1 January 1918 Stuart to Edith - Letter #59

Stuart to Edith
Jan. 1 1918
Best Belovéd,
I wonder in how many more ways I am going to be shown that it is the Best of Women who loves me! I feared I had hurt you and then you give me a lifting hand up again, just as you have lifted me from that dark depression which hung over me in the summer and early autumn. I felt yesterday after my talk with Reggie’s manager that I had been a little too inclined to bask in the sunshine which you have brought into my life and have perhaps neglected my duty at home; and yet I don’t quite see what I could have done at home, when as I expect you know, they have so clearly shown me that I was “de trop” as Corrie says. I know my nature is to think that I am the cause of the troubles in some way, but on that I will not dwell; I think that now there is a new spirit at home and I am going to try to foster it, even if it means apparently neglecting you a little; but, Sweetheart (always Sweet-heart I hope), I know you would wish me to “see this job through” and not, through any selfishness cause it to be a failure. Although it may hurt, I think you would have it so; it is the right sort of hurt, similar I suppose to that borne by women who have sent their men to fight and maybe die. If I am wrong, as I often am, in what I suggest, please tell me; I know I make many blunders for I have few if any besides you to give me advice which I feel is really what they think best. Even in the old days, a lot of advice Mrs. Turner used to give me was not followed because it seemed too selfish, but with you, my Woman, I shall be surprised if it is even so.

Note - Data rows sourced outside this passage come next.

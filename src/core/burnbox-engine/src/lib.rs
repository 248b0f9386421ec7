//! # Burnbox Engine
//!
//! Secret lifecycle and access-control engine.
//!
//! A sender publishes a client-encrypted blob under policy constraints
//! (expiration, optional password, optional view limit); recipients retrieve
//! it until a gate closes, after which the plaintext is permanently
//! unrecoverable.
//!
//! ## Features
//!
//! - Server-side envelope encryption on top of the client's own layer
//! - Password gating via salted one-way digests
//! - View-count limits backed by an append-only access ledger
//! - Soft deletion: rows are scrubbed, never removed, so the ledger survives
//!
//! The engine is a stateless orchestrator over three injected collaborators:
//! a [`SecretStore`], a [`KeyProvider`], and a [`Clock`].

#![forbid(unsafe_code)]
#![warn(missing_docs)]

pub mod clock;
pub mod domain;
pub mod error;
pub mod key_provider;
pub mod store;
pub mod validate;

use base64::{engine::general_purpose::STANDARD as BASE64, Engine};
use tracing::{debug, error, info};

use burnbox_crypto::{aead, hash, random};

pub use clock::{Clock, FixedClock, SystemClock};
pub use domain::{AccessEvent, MetadataView, NewSecret, Secret, SecurityPolicy, TOMBSTONE_NAME};
pub use error::{EngineError, MSG_INVALID_PASSWORD, MSG_NOT_FOUND, MSG_VIEW_LIMIT_EXCEEDED};
pub use key_provider::{KeyProvider, KeyProviderError, StaticKeyProvider};
pub use store::{SecretStore, StoreError};
pub use validate::{validate, Violation};

/// Random bytes in a per-secret password salt (rendered as 32 hex chars).
const SALT_BYTES: usize = 16;

/// The secret lifecycle service.
///
/// Holds no mutable state between calls; one instance may serve unlimited
/// concurrent, unrelated calls. Collaborators are awaited sequentially within
/// an operation, and a single collaborator failure aborts the whole operation.
pub struct SecretService<S, K, C> {
    store: S,
    keys: K,
    clock: C,
}

impl<S, K, C> SecretService<S, K, C>
where
    S: SecretStore,
    K: KeyProvider,
    C: Clock,
{
    /// Builds a service from its collaborators. No registry, no globals.
    pub fn new(store: S, keys: K, clock: C) -> Self {
        Self { store, keys, clock }
    }

    /// Creates a new secret.
    ///
    /// Validates the candidate, wraps the client ciphertext in the
    /// server-side envelope layer, hashes the password if one was supplied,
    /// and persists the result. The store assigns the identifier; only that
    /// identifier should cross the outward boundary.
    pub async fn create(&self, candidate: NewSecret) -> Result<Secret, EngineError> {
        let now = self.clock.now();

        let violations = validate(&candidate, now);
        if !violations.is_empty() {
            return Err(EngineError::Validation(violations));
        }

        let key = self
            .keys
            .encryption_key()
            .await
            .map_err(|e| internal("error obtaining encryption key", e))?;

        let (ciphertext, nonce) = aead::encrypt(&key, candidate.encrypted_value.as_bytes())
            .map_err(|e| internal("error applying envelope encryption", e))?;

        let (password_hash, salt) = match candidate.supplied_password() {
            Some(password) => {
                let salt = random::generate_token(SALT_BYTES);
                let digest = hash::compute_hash(password, &salt);
                (Some(digest), Some(salt))
            }
            None => (None, None),
        };

        let secret = Secret {
            id: String::new(),
            name: candidate.name,
            encrypted_value: BASE64.encode(&ciphertext),
            server_iv: BASE64.encode(nonce),
            client_iv: candidate.client_iv,
            policy: SecurityPolicy {
                password_hash,
                salt,
                expiration: candidate.expiration,
                max_access_count: candidate.max_access_count,
            },
            access_history: Vec::new(),
            created_at: now,
        };

        let created = self
            .store
            .create(secret)
            .await
            .map_err(|e| internal("error persisting secret", e))?;

        debug!(id = %created.id, "secret created");
        Ok(created)
    }

    /// Returns the policy of a live secret.
    ///
    /// The boundary layer must expose at most [`MetadataView`] from this;
    /// the digest and salt never leave the trust boundary.
    pub async fn metadata(&self, id: &str) -> Result<SecurityPolicy, EngineError> {
        let secret = self.fetch_live(id).await?;
        Ok(secret.policy)
    }

    /// Retrieves a secret, enforcing the password and view-limit gates.
    ///
    /// On success the returned `encrypted_value` has had the server-side
    /// envelope removed; it is still the client's own ciphertext, to be
    /// finished client-side with `client_iv` and a key this engine never saw.
    pub async fn retrieve(&self, id: &str, password: &str) -> Result<Secret, EngineError> {
        let mut secret = self.fetch_live(id).await?;

        if secret.policy.requires_password() {
            let salt = secret.policy.salt.as_deref().unwrap_or_default();
            let stored = secret.policy.password_hash.as_deref().unwrap_or_default();

            if !hash::verify_hash(password, salt, stored) {
                return Err(EngineError::InvalidRequest(MSG_INVALID_PASSWORD.to_string()));
            }
        }

        if secret.policy.max_access_count.is_some() {
            secret.access_history = self
                .store
                .access_history(&secret.id)
                .await
                .map_err(|e| internal("error loading access history", e))?;

            if secret.over_access_limit() {
                return Err(EngineError::InvalidRequest(
                    MSG_VIEW_LIMIT_EXCEEDED.to_string(),
                ));
            }

            // The view slot is consumed here, before decryption: once the
            // limit check passes the event is recorded, and a decryption
            // failure afterwards still counts against the limit.
            //
            // Two concurrent retrievals of the same secret can both observe
            // the ledger below the limit and both append; there is no
            // compare-and-set guard on this read-then-append sequence.
            self.store
                .create_access_event(&secret.id, self.clock.now())
                .await
                .map_err(|e| internal("error recording access event", e))?;
        }

        let key = self
            .keys
            .encryption_key()
            .await
            .map_err(|e| internal("error obtaining encryption key", e))?;

        let nonce = BASE64
            .decode(&secret.server_iv)
            .map_err(|e| internal("error decoding stored server iv", e))?;
        let ciphertext = BASE64
            .decode(&secret.encrypted_value)
            .map_err(|e| internal("error decoding stored ciphertext", e))?;

        let plaintext = aead::decrypt(&key, &nonce, &ciphertext)
            .map_err(|e| internal("error removing envelope encryption", e))?;

        secret.encrypted_value = String::from_utf8(plaintext.to_vec())
            .map_err(|e| internal("envelope plaintext is not valid UTF-8", e))?;

        debug!(id = %secret.id, "secret disclosed");
        Ok(secret)
    }

    /// Deletes a secret by scrubbing every sensitive field in place.
    ///
    /// The row keeps its identifier and its access events. A second delete
    /// goes through the same live-secret lookup and therefore sees NotFound,
    /// which makes the operation observably idempotent.
    pub async fn delete(&self, id: &str) -> Result<(), EngineError> {
        let mut secret = self.fetch_live(id).await?;

        secret.scrub();

        self.store
            .update(&secret)
            .await
            .map_err(|e| internal("error persisting scrubbed secret", e))?;

        info!(id = %secret.id, "secret deleted");
        Ok(())
    }

    /// Shared lookup for the read paths. An absent row, an expired policy,
    /// and an already-scrubbed row (empty ciphertext) are deliberately
    /// indistinguishable to the caller.
    async fn fetch_live(&self, id: &str) -> Result<Secret, EngineError> {
        let found = self
            .store
            .get(id)
            .await
            .map_err(|e| internal("error fetching secret", e))?;

        match found {
            Some(secret)
                if !secret.policy.is_expired(self.clock.now())
                    && !secret.encrypted_value.is_empty() =>
            {
                Ok(secret)
            }
            _ => Err(EngineError::NotFound),
        }
    }
}

/// Logs a collaborator failure with full detail and collapses it to the
/// opaque `Internal` kind.
fn internal<E: std::fmt::Display>(context: &str, err: E) -> EngineError {
    error!(error = %err, "{context}");
    EngineError::Internal
}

Although I said nothing more about Our Home, it is often in my mind, in fact only this afternoon have I been discussing homes (in general terms) and houses with one of our men and I smiled inside as we talked.
Do you know I don’t think my house is quite suitable? That is my latest idea; I think those further on would suit us better; there would be a little more room and for other reasons too, I rather think they would be better. It may seem foolish to write like this but I think it will help us later on in those days which I hope in 4 years or so will be with us, when I shall not visit you in the mornings for you will be with me, and shall not say Goodbye at night for we shall still be together, when I can come to you at dinner time and tea-time, when you will be all mine and I all yours. Belovéd, right deep down I feel that they are going to be happy days, perfect days, and as I think now very, very holy days, too good I fear for unworthy me.
Goodbye and Goodnight, Best of Women, you are not expecting this, so I hope it will be all the nicer. I hope this New Year may be a very Happy One for You and for Us that we may know each other better and better and love each other deeper and deeper if it is possible. Once more Goodbye and Goodnight, Sweetheart; I will try to keep your resolution too, and if I fail will tell you. Belovéd, Goodnight, God bless you and keep you always.